If we are unable to successfully attract enough customers to use our services we may quickly use up the proceeds from this offering and will need to find alternative sources. At the present time, we have not made any arrangements to raise additional cash, other than through this offering.



pg. 20




We plan to raise additional funding for development by way of a private debt or equity financing, but have not commenced any activities to raise such funds and have no current plans on how to raise such funds. If we experience such a shortage of funds prior to funding during the next 12 months, we may utilize funds from Sergiu Pojoga, our Sole Officer and Director, who has informally agreed to advance funds to allow us to pay for professional fees, including fees payable in connection with the filing of this registration statement and operation expenses, however he has no formal commitment, arrangement or legal obligation to advance or loan funds to the company. Other than as described in this paragraph, we have no other financing plans.

No proceeds will be used as direct or indirect payments to Mr. Pojoga or his affiliates.

Plan of Operation

Our current cash balance will not be sufficient to fund our operations for the next 12 months, if we are unable to successfully raise money in this offering. However, if we sell 50% of the securities offered for sale by the Company and raise the gross proceeds of $30,000 will satisfy cash requirements for 12 months and we will not be required to raise additional funds to meet operating expenses, but our growth strategy will be limited. If we sell 100% of the shares in this offering, we believe the money will last for more than a year, and also provide funds for growth strategy. If we need more money we will have to revert to obtaining additional financing by way of a private debt or equity financing. We may also utilize funds from Sergiu Pojoga, our Sole Officer and Director.

Currently, our monthly burn rate or average monthly costs, is approximately $2,000 (we are three months into the year and have spent $6,000 year to date, on operating expenses, legal and audit fees).

We will not be conducting any product research or development. We do not expect to purchase or sell plant or significant equipment. Further we do not expect significant changes in the number of employees. Upon completion of our public offering, our specific goal is to profitably sell our services. Our plan of operations is as follows:


Complete our public offering


We expect to complete our public offering within 180 days after the effectiveness of our registration statement by the Securities and Exchange Commissions, unless extended by our board of directors for an additional 90 days. We intend to concentrate our efforts on raising capital during this period.  Our operations will be limited due to the limited amount of funds on hand.  In the twelve months, following completion of our public offering we plan to do the following activities to expand our business operations.


Develop Our Website. Time Frame: 1st- 3rd months. Minimum Cost $2,000.

Upon the completion of the offering, we intend to begin developing our website. Our director, Sergiu Pojoga will be in charge of registering our web domain. Once we register our web domain, we plan to hire a web designer to help us design and develop our website. We do not have any written agreements with any web designers at current time.  The minimum website development costs, including site design and implementation will be approximately $2,000.  If we sell at least 75% of the shares offered we will develop more sophisticated, user-friendly and well designed web site, therefore website developing cost will be $4,000. Updating and improving our website will continue throughout the lifetime of our operations.


pg. 21




Set up Office. Time Frame: 3rd-5th months. Minimum cost $2,000.

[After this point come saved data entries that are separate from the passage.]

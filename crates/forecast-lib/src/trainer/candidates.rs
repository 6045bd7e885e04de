//! Ranking of fitted candidates

use crate::models::{FitStatus, ModelCandidate};
use std::cmp::Ordering;

/// Total order used for selection: AIC, then BIC, then parameter count,
/// then the order tuple itself so the outcome never depends on fit timing.
pub fn compare_candidates(a: &ModelCandidate, b: &ModelCandidate) -> Ordering {
    let score = |c: &ModelCandidate, s: Option<f64>| match c.status {
        FitStatus::Converged => s.unwrap_or(f64::INFINITY),
        _ => f64::INFINITY,
    };
    score(a, a.aic)
        .total_cmp(&score(b, b.aic))
        .then_with(|| score(a, a.bic).total_cmp(&score(b, b.bic)))
        .then_with(|| a.parameter_count().cmp(&b.parameter_count()))
        .then_with(|| a.order.cmp(&b.order))
}

/// Converged candidates, best first
pub fn rank_candidates(candidates: &[ModelCandidate]) -> Vec<&ModelCandidate> {
    let mut ranked: Vec<&ModelCandidate> = candidates
        .iter()
        .filter(|c| c.status == FitStatus::Converged && c.aic.is_some() && c.bic.is_some())
        .collect();
    ranked.sort_by(|a, b| compare_candidates(a, b));
    ranked
}

/// Best converged candidate, if any
pub fn select_best(candidates: &[ModelCandidate]) -> Option<&ModelCandidate> {
    rank_candidates(candidates).into_iter().next()
}

#[cfg(test)]
mod tests {
    use super::*;
    use crate::models::SarimaOrder;

    fn scored(order: SarimaOrder, aic: f64, bic: f64) -> ModelCandidate {
        ModelCandidate {
            order,
            status: FitStatus::Converged,
            aic: Some(aic),
            bic: Some(bic),
            log_likelihood: Some(-aic / 2.0),
            iterations: 10,
            message: None,
        }
    }

    fn order(p: usize, q: usize, sp: usize) -> SarimaOrder {
        SarimaOrder::new((p, 0, q), (sp, 0, 0), 12)
    }

    #[test]
    fn test_lowest_aic_wins() {
        let candidates = vec![
            scored(order(1, 0, 0), 105.0, 100.0),
            scored(order(2, 0, 0), 101.0, 120.0),
            scored(order(0, 1, 0), 103.0, 90.0),
        ];
        assert_eq!(select_best(&candidates).unwrap().order, order(2, 0, 0));
    }

    #[test]
    fn test_aic_tie_broken_by_bic() {
        let candidates = vec![
            scored(order(1, 0, 0), 100.0, 110.0),
            scored(order(0, 1, 0), 100.0, 108.0),
        ];
        assert_eq!(select_best(&candidates).unwrap().order, order(0, 1, 0));
    }

    #[test]
    fn test_full_tie_prefers_fewer_parameters() {
        let candidates = vec![
            scored(order(2, 1, 1), 100.0, 110.0),
            scored(order(1, 0, 0), 100.0, 110.0),
            scored(order(1, 1, 0), 100.0, 110.0),
        ];
        assert_eq!(select_best(&candidates).unwrap().order, order(1, 0, 0));
    }

    #[test]
    fn test_unconverged_excluded() {
        let mut failed = scored(order(0, 0, 0), 1.0, 1.0);
        failed.status = FitStatus::NonConvergent;
        let mut rejected = scored(order(0, 0, 1), 2.0, 2.0);
        rejected.status = FitStatus::Rejected;
        let skipped = ModelCandidate::unfitted(order(2, 2, 1), FitStatus::Skipped, "timeout");

        let candidates = vec![failed, rejected, skipped, scored(order(1, 0, 0), 50.0, 55.0)];
        let ranked = rank_candidates(&candidates);
        assert_eq!(ranked.len(), 1);
        assert_eq!(ranked[0].order, order(1, 0, 0));
    }

    #[test]
    fn test_no_converged_candidates() {
        let candidates = vec![ModelCandidate::unfitted(
            order(1, 0, 0),
            FitStatus::NonConvergent,
            "did not converge",
        )];
        assert!(select_best(&candidates).is_none());
    }

    #[test]
    fn test_ranking_is_independent_of_input_order() {
        let mut candidates = vec![
            scored(order(1, 1, 0), 100.0, 110.0),
            scored(order(0, 2, 0), 100.0, 110.0),
            scored(order(2, 0, 0), 100.0, 110.0),
        ];
        let first = select_best(&candidates).unwrap().order;
        candidates.reverse();
        assert_eq!(select_best(&candidates).unwrap().order, first);
    }
}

In third month after completion of our offering we plan to set up office in Canada and acquire the necessary equipment to begin operations. We believe that it will cost at least $2,000 to set up office and obtain the necessary equipment to begin operations. If we sell at least 75% of the shares offered we will spend $5,000 to set-up our office , which will be larger and in better location .. It will also allow us to purchase more expensive office furnishings and equipment. Our sole officer and director will handle our administrative duties.

Minimum office requirements:

     

     Furnishings               $  400

     Filing                        $  400

     Print/Scan/Fax          $  900

     Phone                        $  100

     Misc                          $  200


Purchase PCs, Software and 3D printer. Time Frame: 5th-6th. Minimum cost $15,500.

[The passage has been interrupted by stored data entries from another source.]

impl PipelineOrchestrator {
    pub fn new(
        config: PipelineConfig,
        store: Arc<dyn TimeSeriesStore>,
        recorder: Arc<dyn ExperimentRecorder>,
        metrics: PipelineMetrics,
    ) -> Self {
        let artifacts = ArtifactStore::new(config.artifact_dir.clone(), config.retry_policy.clone());
        Self {
            config,
            store,
            recorder,
            artifacts,
            metrics,
        }
    }

    pub fn artifacts(&self) -> &ArtifactStore {
        &self.artifacts
    }

    fn runner(&self, logger: StructuredLogger, force: bool) -> StageRunner {
        let recorder = RetryingRecorder::new(self.recorder.clone(), self.config.retry_policy.clone());
        StageRunner {
            ingestor: Arc::new(Ingestor::new(self.store.clone(), &self.config)),
            preprocessor: Preprocessor::new(&self.config),
            trainer: Arc::new(Trainer::new(
                &self.config,
                self.artifacts.clone(),
                recorder,
                logger.clone(),
                self.metrics.clone(),
            )),
            forecaster: Forecaster::new(&self.config),
            artifacts: self.artifacts.clone(),
            logger,
            metrics: self.metrics.clone(),
            interval_secs: self.config.sample_interval_secs,
            horizon_steps: self.config.horizon_steps,
            force,
        }
    }

    /// Execute `request` for every metric and persist the run record.
    ///
    /// Metric failures are reported in the record; only an invalid request
    /// or a failure to persist the record is an error.
    pub async fn run(&self, request: RunRequest) -> Result<RunRecord> {
        if !layout::is_valid_segment(&request.run_id) {
            return Err(PipelineError::Config(format!(
                "invalid run id {:?}",
                request.run_id
            )));
        }
        let mut metrics: Vec<String> = Vec::with_capacity(request.metrics.len());
        for metric in &request.metrics {
            if !layout::is_valid_segment(metric) {
                return Err(PipelineError::Config(format!(
                    "invalid metric name {:?}",
                    metric
                )));
            }
            if !metrics.contains(metric) {
                metrics.push(metric.clone());
            }
        }
        if metrics.is_empty() {
            return Err(PipelineError::Config("no metrics requested".to_string()));
        }

        let started_at = Utc::now().timestamp();
        let command = request.command;
        let logger = StructuredLogger::new(&request.run_id);
        logger.log_pipeline_started(command.as_str(), &metrics, request.window);

        let runner = self.runner(logger.clone(), request.force);
        let slots = Arc::new(Semaphore::new(self.config.metric_concurrency.max(1)));
        let mut set = JoinSet::new();
        for (idx, metric) in metrics.iter().enumerate() {
            let ctx = RunContext::new(&request.run_id, metric, request.window);
            let runner = runner.clone();
            let slots = slots.clone();
            set.spawn(async move {
                let _permit = slots.acquire_owned().await.ok();
                (idx, runner.execute(command, ctx).await)
            });
        }

        let mut outcomes: Vec<Option<MetricOutcome>> = vec![None; metrics.len()];
        while let Some(joined) = set.join_next().await {
            match joined {
                Ok((idx, outcome)) => outcomes[idx] = Some(outcome),
                Err(e) => error!(error = %e, "Metric task failed"),
            }
        }
        let outcomes: Vec<MetricOutcome> = outcomes
            .into_iter()
            .zip(&metrics)
            .map(|(outcome, metric)| {
                outcome.unwrap_or_else(|| MetricOutcome {
                    metric: metric.clone(),
                    state: Stage::Failed,
                    failed_stage: None,
                    error_kind: None,
                    reason: Some("metric task panicked".to_string()),
                    artifacts: Vec::new(),
                    model_version: None,
                    reused: Vec::new(),
                    transitions: Vec::new(),
                })
            })
            .collect();

        for outcome in &outcomes {
            let kind = match (outcome.succeeded(), outcome.error_kind) {
                (true, _) => None,
                (false, Some(kind)) => Some(kind.as_str()),
                (false, None) => Some("internal"),
            };
            logger.log_run_completed(
                &outcome.metric,
                outcome.state.as_str(),
                outcome.failed_stage.map(|s| s.as_str()),
                kind,
            );
        }

        let record = RunRecord::new(
            &request.run_id,
            command,
            request.window,
            started_at,
            Utc::now().timestamp(),
            outcomes,
        );
        self.metrics
            .set_run_status(command.as_str(), record.status.as_str());
        logger.log_pipeline_finished(
            command.as_str(),
            record.status.as_str(),
            record.succeeded(),
            record.failed(),
            record.exit_code(),
        );

        self.artifacts.save_run_record(&record).await?;
        match self.metrics.encode() {
            Ok(text) => {
                self.artifacts.write_metrics(&text).await?;
            }
            Err(e) => warn!(error = %e, "Failed to encode metrics textfile"),
        }
        Ok(record)
    }
}
//! The output of one build, and blending it into a single objective.

use tc_core::{TcError, TcResult};
use tc_zones::Zone;

use crate::{CatastrophicEvent, CostMatrix, Notification};

/// Everything one [`CostMatrixBuilder`](crate::CostMatrixBuilder) build
/// produces.  Either all of it exists or the build returned an error.
#[derive(Clone, Debug)]
#[cfg_attr(feature = "serde", derive(serde::Serialize, serde::Deserialize))]
pub struct CostMatrices {
    /// Great-circle km.  Symmetric, zero diagonal.
    pub distance: CostMatrix,
    /// Hours.  Asymmetric after zone and disruption effects.
    pub time: CostMatrix,
    /// Unitless risk score.  Non-negative, zero diagonal, symmetric.
    pub safety: CostMatrix,
    /// The zones applied to `time`.
    pub zones: Vec<Zone>,
    /// Closed edges, in generation order.
    pub notifications: Vec<Notification>,
    pub catastrophe: Option<CatastrophicEvent>,
}

impl CostMatrices {
    pub fn node_count(&self) -> usize {
        self.distance.size()
    }

    /// Notification messages, in generation order.
    pub fn messages(&self) -> impl Iterator<Item = String> + '_ {
        self.notifications.iter().map(ToString::to_string)
    }

    /// Element-wise `wd·distance + wt·time + ws·safety`.
    ///
    /// Lets a single-objective optimizer trade the three costs off against
    /// each other.
    pub fn weighted(&self, weights: ObjectiveWeights) -> TcResult<CostMatrix> {
        weights.validate()?;

        let data = self
            .distance
            .as_slice()
            .iter()
            .zip(self.time.as_slice())
            .zip(self.safety.as_slice())
            .map(|((&d, &t), &s)| weights.distance * d + weights.time * t + weights.safety * s)
            .collect();

        CostMatrix::from_data(self.node_count(), data).ok_or_else(|| {
            TcError::InvalidInput("distance, time and safety matrices differ in size".into())
        })
    }
}

// ── ObjectiveWeights ──────────────────────────────────────────────────────────

/// Weights for [`CostMatrices::weighted`].
#[derive(Copy, Clone, Debug, PartialEq)]
#[cfg_attr(feature = "serde", derive(serde::Serialize, serde::Deserialize))]
pub struct ObjectiveWeights {
    pub distance: f64,
    pub time:     f64,
    pub safety:   f64,
}

impl Default for ObjectiveWeights {
    fn default() -> Self {
        Self { distance: 0.3, time: 0.3, safety: 0.4 }
    }
}

impl ObjectiveWeights {
    pub fn new(distance: f64, time: f64, safety: f64) -> Self {
        Self { distance, time, safety }
    }

    pub fn validate(&self) -> TcResult<()> {
        for (name, w) in [("distance", self.distance), ("time", self.time), ("safety", self.safety)] {
            if !w.is_finite() || w < 0.0 {
                return Err(TcError::InvalidInput(format!(
                    "{name} weight must be finite and >= 0, got {w}"
                )));
            }
        }
        Ok(())
    }
}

After our office is established we intend to purchase computers, software and 3D printer necessary for our business. Purchase costs of 2 computers we plan on acquiring will be approximately $2,000; cost of 3D printer is estimated to be about $9,000 and software will cost approximately $4,500. If we sell 100% of the shares offered we will purchase latest version of PCs and 3D printer that will cost $4,000 and $11,000 accordingly.


Negotiate service agreements with potential customers. Time Frame: 7th-12th months.

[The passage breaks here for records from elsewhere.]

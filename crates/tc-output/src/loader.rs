//! CSV node loader.
//!
//! # CSV format
//!
//! One row per node, in id order.  Ids are assigned from row position.
//!
//! ```csv
//! lat,lon
//! 40.7128,-74.0060
//! 34.0522,-118.2437
//! 41.8781,-87.6298
//! ```
//!
//! Coordinates are only parsed here; range checks happen when the node set
//! reaches `CostMatrixBuilder`.

use std::io::Read;
use std::path::Path;

use serde::Deserialize;

use tc_core::Node;

use crate::{OutputError, OutputResult};

#[derive(Deserialize)]
struct NodeRecord {
    lat: f64,
    lon: f64,
}

/// Load a node set from a CSV file.
pub fn load_nodes_csv(path: &Path) -> OutputResult<Vec<Node>> {
    let file = std::fs::File::open(path)?;
    load_nodes_reader(file)
}

/// Like [`load_nodes_csv`] but accepts any `Read` source.
pub fn load_nodes_reader<R: Read>(reader: R) -> OutputResult<Vec<Node>> {
    let mut csv_reader = csv::Reader::from_reader(reader);

    let pairs = csv_reader
        .deserialize::<NodeRecord>()
        .enumerate()
        .map(|(row, result)| {
            result
                .map(|r| [r.lat, r.lon])
                .map_err(|e| OutputError::Parse(format!("node row {row}: {e}")))
        })
        .collect::<OutputResult<Vec<[f64; 2]>>>()?;

    Ok(Node::from_pairs(&pairs)?)
}
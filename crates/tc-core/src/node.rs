//! Nodes: the points a tour must visit.

use crate::{GeoPoint, NodeId, TcError, TcResult};

/// A location with a stable identity.
///
/// Node sets handed to the engine are slices whose ids are exactly `0..N`
/// in slice order, so `NodeId::index()` addresses both the slice and every
/// matrix row.
#[derive(Copy, Clone, Debug, PartialEq)]
#[cfg_attr(feature = "serde", derive(serde::Serialize, serde::Deserialize))]
pub struct Node {
    pub id:  NodeId,
    pub pos: GeoPoint,
}

impl Node {
    #[inline]
    pub fn new(id: NodeId, lat: f64, lon: f64) -> Self {
        Self { id, pos: GeoPoint::new(lat, lon) }
    }

    /// Number `[lat, lon]` pairs sequentially from 0.
    ///
    /// This is the shape the coordinate acquisition service returns.
    pub fn from_pairs(pairs: &[[f64; 2]]) -> TcResult<Vec<Node>> {
        pairs
            .iter()
            .enumerate()
            .map(|(i, &[lat, lon])| {
                let id = NodeId::try_from(i)
                    .map_err(|_| TcError::InvalidInput(format!("node index {i} overflows u32")))?;
                Ok(Node::new(id, lat, lon))
            })
            .collect()
    }

    /// Check the node-set contract: at least two nodes, ids `0..N` in
    /// order, and every coordinate finite and on the globe.
    pub fn validate_set(nodes: &[Node]) -> TcResult<()> {
        if nodes.len() < 2 {
            return Err(TcError::InvalidInput(format!(
                "at least 2 nodes are required, got {}",
                nodes.len()
            )));
        }
        for (i, node) in nodes.iter().enumerate() {
            if node.id.index() != i {
                return Err(TcError::InvalidInput(format!(
                    "{} found at position {i}; ids must run 0..N in order",
                    node.id
                )));
            }
            if !node.pos.is_valid() {
                return Err(TcError::InvalidInput(format!(
                    "{} has malformed coordinates {}",
                    node.id, node.pos
                )));
            }
        }
        Ok(())
    }
}
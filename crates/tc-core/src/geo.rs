//! Geographic coordinates, great-circle distance, and planar zone geometry.
//!
//! # Coordinate conventions
//!
//! Two spaces are in play and they are kept apart on purpose:
//!
//! - **Spherical**: [`haversine_km`] treats `(lat, lon)` as degrees on a
//!   sphere of radius 6371 km.  All distance and time costs come from here.
//! - **Planar degrees**: [`segment_circle_intersects`] treats longitude as
//!   `x` and latitude as `y` on a flat plane, with zone radii expressed in
//!   the same degree units.  Only zone hit-testing uses this space.
//!
//! The planar space is not geodesically exact.  A zone of radius `r` covers
//! `r` degrees of latitude but `r · cos(lat)` degrees' worth of ground
//! distance in longitude.  That distortion is accepted.

use crate::TcResult;
use crate::error::TcError;

/// Mean Earth radius, kilometres.
pub const EARTH_RADIUS_KM: f64 = 6_371.0;

/// Haversine great-circle distance in kilometres.
pub fn haversine_km(lat1: f64, lon1: f64, lat2: f64, lon2: f64) -> f64 {
    let d_lat = (lat2 - lat1).to_radians();
    let d_lon = (lon2 - lon1).to_radians();

    let a = (d_lat * 0.5).sin().powi(2)
        + lat1.to_radians().cos() * lat2.to_radians().cos() * (d_lon * 0.5).sin().powi(2);

    // Rounding can push `a` a hair above 1 for antipodal points.
    let a = a.clamp(0.0, 1.0);
    let c = 2.0 * a.sqrt().atan2((1.0 - a).sqrt());
    EARTH_RADIUS_KM * c
}

/// Does the segment `(x1, y1) → (x2, y2)` touch the circle at `(cx, cy)`
/// with radius `r`?
///
/// Solves `|P1 + t·(P2 − P1) − C|² = r²` for `t`.  The segment hits the
/// circle if either root lies in `[0, 1]`, or if the roots straddle the
/// interval (`t₁ < 0` and `t₂ > 1`), which is the segment lying wholly
/// inside the circle.
///
/// A zero-length segment has no quadratic term; it is tested as a point.
pub fn segment_circle_intersects(
    x1: f64,
    y1: f64,
    x2: f64,
    y2: f64,
    cx: f64,
    cy: f64,
    r: f64,
) -> bool {
    let dx = x2 - x1;
    let dy = y2 - y1;
    let fx = x1 - cx;
    let fy = y1 - cy;

    let a = dx * dx + dy * dy;
    let c = fx * fx + fy * fy - r * r;

    if a == 0.0 {
        return c <= 0.0;
    }

    let b = 2.0 * (fx * dx + fy * dy);
    let disc = b * b - 4.0 * a * c;
    if disc < 0.0 {
        return false;
    }

    let sqrt_disc = disc.sqrt();
    let t1 = (-b - sqrt_disc) / (2.0 * a);
    let t2 = (-b + sqrt_disc) / (2.0 * a);

    (0.0..=1.0).contains(&t1) || (0.0..=1.0).contains(&t2) || (t1 < 0.0 && t2 > 1.0)
}

// ── GeoPoint ──────────────────────────────────────────────────────────────────

/// A geographic coordinate in decimal degrees.
///
/// Double precision: the builder compares computed costs against
/// distance/speed exactly, and zone hit-tests near tangency are sensitive.
#[derive(Copy, Clone, Debug, PartialEq)]
#[cfg_attr(feature = "serde", derive(serde::Serialize, serde::Deserialize))]
pub struct GeoPoint {
    pub lat: f64,
    pub lon: f64,
}

impl GeoPoint {
    #[inline]
    pub fn new(lat: f64, lon: f64) -> Self {
        Self { lat, lon }
    }

    /// Haversine great-circle distance in kilometres.
    #[inline]
    pub fn distance_km(self, other: GeoPoint) -> f64 {
        haversine_km(self.lat, self.lon, other.lat, other.lon)
    }

    /// Planar hit-test of the segment `self → other` against a circle.
    #[inline]
    pub fn segment_hits_circle(self, other: GeoPoint, center: GeoPoint, radius: f64) -> bool {
        segment_circle_intersects(
            self.lon, self.lat, other.lon, other.lat, center.lon, center.lat, radius,
        )
    }

    /// Finite and inside `[-90, 90] × [-180, 180]`.
    pub fn is_valid(self) -> bool {
        self.lat.is_finite()
            && self.lon.is_finite()
            && (-90.0..=90.0).contains(&self.lat)
            && (-180.0..=180.0).contains(&self.lon)
    }
}

impl std::fmt::Display for GeoPoint {
    fn fmt(&self, f: &mut std::fmt::Formatter<'_>) -> std::fmt::Result {
        write!(f, "({:.6}, {:.6})", self.lat, self.lon)
    }
}

// ── BoundingBox ───────────────────────────────────────────────────────────────

/// Axis-aligned lat/lon extent of a point set.
#[derive(Copy, Clone, Debug, PartialEq)]
#[cfg_attr(feature = "serde", derive(serde::Serialize, serde::Deserialize))]
pub struct BoundingBox {
    pub lat_min: f64,
    pub lat_max: f64,
    pub lon_min: f64,
    pub lon_max: f64,
}

impl BoundingBox {
    /// Extent of `points`.  Fails on an empty iterator.
    pub fn of<I>(points: I) -> TcResult<Self>
    where
        I: IntoIterator<Item = GeoPoint>,
    {
        let mut iter = points.into_iter();
        let first = iter
            .next()
            .ok_or_else(|| TcError::InvalidInput("bounding box of an empty point set".into()))?;

        let mut bbox = BoundingBox {
            lat_min: first.lat,
            lat_max: first.lat,
            lon_min: first.lon,
            lon_max: first.lon,
        };
        for p in iter {
            bbox.lat_min = bbox.lat_min.min(p.lat);
            bbox.lat_max = bbox.lat_max.max(p.lat);
            bbox.lon_min = bbox.lon_min.min(p.lon);
            bbox.lon_max = bbox.lon_max.max(p.lon);
        }
        Ok(bbox)
    }

    #[inline]
    pub fn lat_span(&self) -> f64 {
        self.lat_max - self.lat_min
    }
}
//! `tc-core` — foundational types for the `terrain-cost` workspace.
//!
//! Every other `tc-*` crate depends on this one.  It has no `tc-*`
//! dependencies and only `rand` and `thiserror` externally (plus optional
//! `serde`).
//!
//! # What lives here
//!
//! | Module     | Contents                                                   |
//! |------------|------------------------------------------------------------|
//! | [`ids`]    | `NodeId`                                                   |
//! | [`node`]   | `Node`, node-set validation                                |
//! | [`geo`]    | `GeoPoint`, `BoundingBox`, haversine, segment/circle test  |
//! | [`rng`]    | `RandomSource` trait, `WorldRng`, `ReplayRng`              |
//! | [`config`] | `WorldConfig`, `ZoneConfig`, `DisruptionConfig`            |
//! | [`error`]  | `TcError`, `TcResult`                                      |
//!
//! # Feature flags
//!
//! | Flag    | Effect                                                     |
//! |---------|------------------------------------------------------------|
//! | `serde` | Adds `Serialize`/`Deserialize` to nodes, points, config.   |

pub mod config;
pub mod error;
pub mod geo;
pub mod ids;
pub mod node;
pub mod rng;

#[cfg(test)]
mod tests;

// ── Re-exports ────────────────────────────────────────────────────────────────

pub use config::{DisruptionConfig, MAX_ZONE_COUNT, UniformRange, WorldConfig, ZoneConfig};
pub use error::{TcError, TcResult};
pub use geo::{BoundingBox, GeoPoint, haversine_km, segment_circle_intersects};
pub use ids::NodeId;
pub use node::Node;
pub use rng::{RandomSource, ReplayRng, WorldRng};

Once our website is operational and an office is established, we will begin to market our services. Initially, our sole officer and director, Mr. Pojoga, will look for potential customers. As of May 4, 2011 Licon, Corp. is the only Canadian company with which we have signed a service agreement. We believe we should have the minimum of two additional service agreements negotiated within 30 days of setting up our office. Even though the negotiation of additional agreements with customers will be ongoing during the life of our operations, we cannot guarantee that we will be able to find successful agreements, in which case our business may fail and we will have to cease our operations.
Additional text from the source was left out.